Heterogeneous computing, using different types of computational units in a system, has been popular for performance and power efficiency. There are various accelerators for computing: GPU (NVIDIA, AMD, etc), Vector Engine (NEC), FPGA, etc. Accelerators have different characteristics in performance. For better performance, a system can have multiple types of accelerators with different performance characteristics.
It requires many modifications to port a program on such a heterogeneous system with multiple types of accelerators. A programmer needs to use different libraries for different accelerators. For example, to port a NumPy program to a system with NVIDIA CUDA GPU and NEC SX-Aurora TSUBASA, a program uses NumPy on host part, CuPy on GPU part and NLCPy on VE part. A programmer also needs to add data transfer code between parts running on different devices.
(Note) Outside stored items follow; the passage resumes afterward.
/// Widget classes the engine binds. Anything else is a passive container.
#[derive(Debug, Clone, Copy, PartialEq, Eq, Hash, Serialize)]
pub enum ElementClass {
    Calc,
    Label,
    Frame,
    Include,
    Graphics,
    PolyLine,
    Image,
    LineEdit,
    TextEntry,
    Menu,
    Choice,
    Led,
    Byte,
    Bitnames,
    Slider,
    Thermo,
    Gauge,
    Numeric,
    Table,
    StripPlot,
    CartesianPlot,
    MessageButton,
    RelatedDisplay,
}

impl ElementClass {
    #[must_use]
    pub fn from_class(class: &str) -> Option<Self> {
        let class = match class.trim() {
            "caCalc" => Self::Calc,
            "caLabel" => Self::Label,
            "caFrame" => Self::Frame,
            "caInclude" => Self::Include,
            "caGraphics" => Self::Graphics,
            "caPolyLine" => Self::PolyLine,
            "caImage" => Self::Image,
            "caLineEdit" => Self::LineEdit,
            "caTextEntry" => Self::TextEntry,
            "caMenu" => Self::Menu,
            "caChoice" => Self::Choice,
            "caLed" => Self::Led,
            "caByte" => Self::Byte,
            "caBitnames" => Self::Bitnames,
            "caSlider" => Self::Slider,
            "caThermo" => Self::Thermo,
            "caLinearGauge" | "caCircularGauge" | "caMeter" => Self::Gauge,
            "caNumeric" | "caApplyNumeric" | "caSpinbox" => Self::Numeric,
            "caTable" => Self::Table,
            "caStripPlot" => Self::StripPlot,
            "caCartesianPlot" => Self::CartesianPlot,
            "caMessageButton" => Self::MessageButton,
            "caRelatedDisplay" => Self::RelatedDisplay,
            _ => return None,
        };
        Some(class)
    }

    /// Classes whose user interactions are written back.
    #[must_use]
    pub fn accepts_input(self) -> bool {
        matches!(
            self,
            Self::TextEntry
                | Self::Menu
                | Self::Choice
                | Self::Slider
                | Self::Numeric
                | Self::MessageButton
        )
    }
}

#[derive(Debug, Clone, Copy, PartialEq, Eq, Default, Serialize)]
pub enum VisibilityMode {
    #[default]
    Static,
    IfNotZero,
    IfZero,
    Calc,
}

impl VisibilityMode {
    fn parse(text: Option<&str>) -> Self {
        match text.map(|text| text.trim().to_ascii_lowercase()).as_deref() {
            Some("ifnotzero") => Self::IfNotZero,
            Some("ifzero") => Self::IfZero,
            Some("calc") => Self::Calc,
            _ => Self::Static,
        }
    }
}

#[derive(Debug, Clone, Copy, PartialEq, Eq, Default, Serialize)]
pub enum ColorMode {
    #[default]
    Default,
    Static,
    Alarm,
}

impl ColorMode {
    fn parse(text: Option<&str>, fallback: Self) -> Self {
        match text.map(|text| text.trim().to_ascii_lowercase()).as_deref() {
            Some("default") => Self::Default,
            Some("static") => Self::Static,
            Some("alarm" | "alarm_default" | "alarm_static") => Self::Alarm,
            _ => fallback,
        }
    }
}

/// Text format of monitor and entry fields.
#[derive(Debug, Clone, Copy, PartialEq, Eq, Default, Serialize)]
pub enum InputFormat {
    #[default]
    Decimal,
    Exponential,
    Compact,
    Hexadecimal,
    Octal,
    String,
}

impl InputFormat {
    #[must_use]
    pub fn parse(text: Option<&str>) -> Self {
        match text.map(|text| text.trim().to_ascii_lowercase()).as_deref() {
            Some("exponential" | "engr_notation") => Self::Exponential,
            Some("compact") => Self::Compact,
            Some("hexadecimal") => Self::Hexadecimal,
            Some("octal") => Self::Octal,
            Some("string") => Self::String,
            _ => Self::Decimal,
        }
    }
}

#[derive(Debug, Clone, Copy, PartialEq, Eq, Default, Serialize)]
pub enum Direction {
    #[default]
    Up,
    Down,
    Left,
    Right,
}

impl Direction {
    fn parse(text: Option<&str>) -> Self {
        match text.map(|text| text.trim().to_ascii_lowercase()).as_deref() {
            Some("down") => Self::Down,
            Some("left") => Self::Left,
            Some("right") => Self::Right,
            _ => Self::Up,
        }
    }

    #[must_use]
    pub fn inverts(self) -> bool {
        matches!(self, Self::Down | Self::Left)
    }
}

#[derive(Debug, Clone, Copy, PartialEq, Eq, Default, Serialize)]
pub enum EraseMode {
    #[default]
    IfNotZero,
    IfZero,
}

#[derive(Debug, Clone)]
pub struct CalcSpec {
    pub calc: Expression,
}

#[derive(Debug, Clone)]
pub struct DecorationSpec {
    pub visibility: VisibilityMode,
    pub visibility_calc: Option<Expression>,
    pub colors: ColorMode,
}

#[derive(Debug, Clone)]
pub struct ImageSpec {
    pub decoration: DecorationSpec,
    pub image_calc: Option<Expression>,
}

#[derive(Debug, Clone)]
pub struct TextSpec {
    pub colors: ColorMode,
    pub format: InputFormat,
    /// Precision fixed by the display; otherwise taken from the channel.
    pub user_precision: Option<u8>,
    pub show_units: bool,
}

#[derive(Debug, Clone)]
pub struct AnalogSpec {
    pub user_limits: Option<Limits>,
    pub direction: Direction,
    pub user_precision: Option<u8>,
}

#[derive(Debug, Clone, Default)]
pub struct CartesianSpec {
    pub erase_mode: EraseMode,
    /// Points kept per curve; fixed in the display or set by a count channel.
    pub count: Option<usize>,
    /// Points collected since the last trigger.
    pub pending: Vec<super::Curve>,
}

#[derive(Debug, Clone)]
pub struct MessageSpec {
    pub press: SmolStr,
    pub release: SmolStr,
}

#[derive(Debug, Clone)]
pub struct RelatedSpec {
    pub labels: Vec<SmolStr>,
    pub files: Vec<SmolStr>,
    pub args: Vec<SmolStr>,
}

/// Per-kind configuration and runtime state.
#[derive(Debug, Clone)]
pub enum ElementKind {
    Calc(CalcSpec),
    Decoration(DecorationSpec),
    Image(ImageSpec),
    Text(TextSpec),
    Choice(ColorMode),
    Led { bit: u8 },
    Byte(ColorMode),
    Bitnames,
    Analog(AnalogSpec),
    Table,
    StripPlot,
    CartesianPlot(CartesianSpec),
    MessageButton(MessageSpec),
    RelatedDisplay(RelatedSpec),
}

/// Most curves a strip plot draws.
pub const MAX_STRIP_CURVES: usize = 5;
/// Most curves a cartesian plot draws.
pub const MAX_CARTESIAN_CURVES: usize = 6;

const VISIBILITY_CHANNELS: [&str; 4] = ["channel", "channelB", "channelC", "channelD"];

impl ElementKind {
    /// Builds the kind for `class`, expanding macros in its text properties.
    /// Channel properties stay raw; they are substituted at registration.
    #[must_use]
    pub fn from_widget(class: ElementClass, widget: &WidgetNode, macros: &MacroTable) -> Self {
        let text = |name: &str| widget.text(name).map(|value| macros.expand(value).into_owned());
        match class {
            ElementClass::Calc => Self::Calc(CalcSpec {
                calc: Expression::compile(&text("calc").unwrap_or_default()),
            }),
            ElementClass::Label
            | ElementClass::Frame
            | ElementClass::Include
            | ElementClass::Graphics
            | ElementClass::PolyLine => Self::Decoration(decoration(widget, macros)),
            ElementClass::Image => Self::Image(ImageSpec {
                decoration: decoration(widget, macros),
                image_calc: text("imageCalc").map(|calc| Expression::compile(&calc)),
            }),
            ElementClass::LineEdit | ElementClass::TextEntry => Self::Text(TextSpec {
                colors: ColorMode::parse(widget.text("colorMode"), ColorMode::Default),
                format: InputFormat::parse(widget.text("formatType")),
                user_precision: user_precision(widget),
                show_units: widget
                    .text("unitsEnabled")
                    .is_some_and(|flag| flag.eq_ignore_ascii_case("true")),
            }),
            ElementClass::Menu | ElementClass::Choice => Self::Choice(ColorMode::parse(
                widget.text("colorMode"),
                ColorMode::Default,
            )),
            ElementClass::Led => Self::Led {
                bit: widget
                    .text("bitNr")
                    .and_then(|bit| bit.parse::<u8>().ok())
                    .filter(|bit| *bit < 64)
                    .unwrap_or(0),
            },
            ElementClass::Byte => Self::Byte(ColorMode::parse(
                widget.text("colorMode"),
                ColorMode::Alarm,
            )),
            ElementClass::Bitnames => Self::Bitnames,
            ElementClass::Slider
            | ElementClass::Thermo
            | ElementClass::Gauge
            | ElementClass::Numeric => Self::Analog(AnalogSpec {
                user_limits: user_limits(widget),
                direction: Direction::parse(widget.text("direction")),
                user_precision: user_precision(widget),
            }),
            ElementClass::Table => Self::Table,
            ElementClass::StripPlot => Self::StripPlot,
            ElementClass::CartesianPlot => Self::CartesianPlot(CartesianSpec {
                erase_mode: match widget.text("eraseMode").map(str::to_ascii_lowercase).as_deref()
                {
                    Some("ifzero") => EraseMode::IfZero,
                    _ => EraseMode::IfNotZero,
                },
                count: fixed_count(widget),
                ..CartesianSpec::default()
            }),
            ElementClass::MessageButton => Self::MessageButton(MessageSpec {
                press: SmolStr::new(text("pressMessage").unwrap_or_default()),
                release: SmolStr::new(text("releaseMessage").unwrap_or_default()),
            }),
            ElementClass::RelatedDisplay => Self::RelatedDisplay(RelatedSpec {
                labels: split_list(text("labels")),
                files: split_list(text("files")),
                args: split_list(text("args")),
            }),
        }
    }

    /// Channels this kind monitors, in role order. Positions in the returned
    /// list become subscriber positions.
    #[must_use]
    pub fn on_register(&self, widget: &WidgetNode) -> Vec<ChannelDecl> {
        let mut decls = Vec::new();
        let mut push = |name: Option<&str>, role: Role| {
            if let Some(name) = name {
                decls.push(ChannelDecl {
                    name: SmolStr::new(name),
                    role,
                });
            }
        };
        match self {
            Self::Calc(_) => {
                push(widget.text("variable"), Role::SoftOutput);
                for (idx, property) in VISIBILITY_CHANNELS.iter().enumerate() {
                    push(widget.text(property), Role::Input(input_index(idx)));
                }
            }
            Self::Decoration(_) | Self::Image(_) => {
                for (idx, property) in VISIBILITY_CHANNELS.iter().enumerate() {
                    push(widget.text(property), Role::Input(input_index(idx)));
                }
            }
            Self::Text(_)
            | Self::Choice(_)
            | Self::Led { .. }
            | Self::Byte(_)
            | Self::Analog(_)
            | Self::MessageButton(_) => push(widget.text("channel"), Role::Value),
            Self::Bitnames => {
                push(widget.text("enumChannel"), Role::EnumSource);
                push(widget.text("valueChannel"), Role::Value);
            }
            Self::Table | Self::StripPlot => {
                let limit = if matches!(self, Self::StripPlot) {
                    MAX_STRIP_CURVES
                } else {
                    usize::from(u16::MAX)
                };
                let names = widget.property("channels").unwrap_or_default();
                for (row, name) in names
                    .split(';')
                    .map(str::trim)
                    .filter(|name| !name.is_empty())
                    .take(limit)
                    .enumerate()
                {
                    push(Some(name), Role::Row(u16::try_from(row).unwrap_or(u16::MAX)));
                }
            }
            Self::CartesianPlot(_) => {
                for curve in 0..MAX_CARTESIAN_CURVES {
                    let Some(pair) = widget.text(&format!("channels_{}", curve + 1)) else {
                        continue;
                    };
                    let (x, y) = pair.split_once(';').unwrap_or((pair, ""));
                    let curve = input_index(curve);
                    push(Some(x.trim()).filter(|x| !x.is_empty()), Role::CurveX(curve));
                    push(Some(y.trim()).filter(|y| !y.is_empty()), Role::CurveY(curve));
                }
                push(widget.text("triggerChannel"), Role::Trigger);
                push(
                    widget
                        .text("countNumOrChannel")
                        .filter(|count| count.parse::<usize>().is_err()),
                    Role::Count,
                );
                push(widget.text("eraseChannel"), Role::Erase);
            }
            Self::RelatedDisplay(_) => {}
        }
        decls
    }
}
We developed OrchesPy, another NumPy-like library for heterogeneous computing to make it easier to port and optimize a NumPy program on a heterogeneous system with multiple types of accelerators. The name “OrchesPy” comes from that the library orchestrates NumPy-like Python libraries for various devices.
OrchesPy provides following three features:
“device” directive-like decorator converting N-dimension arrays (array_like) in arguments transparently in order to execute code on a specified device,
“transfer_array” function to transfer an array_like from a device to another device explicitly in portable way, and
“transfer_array_content” function to transfer array_like to specified array_like.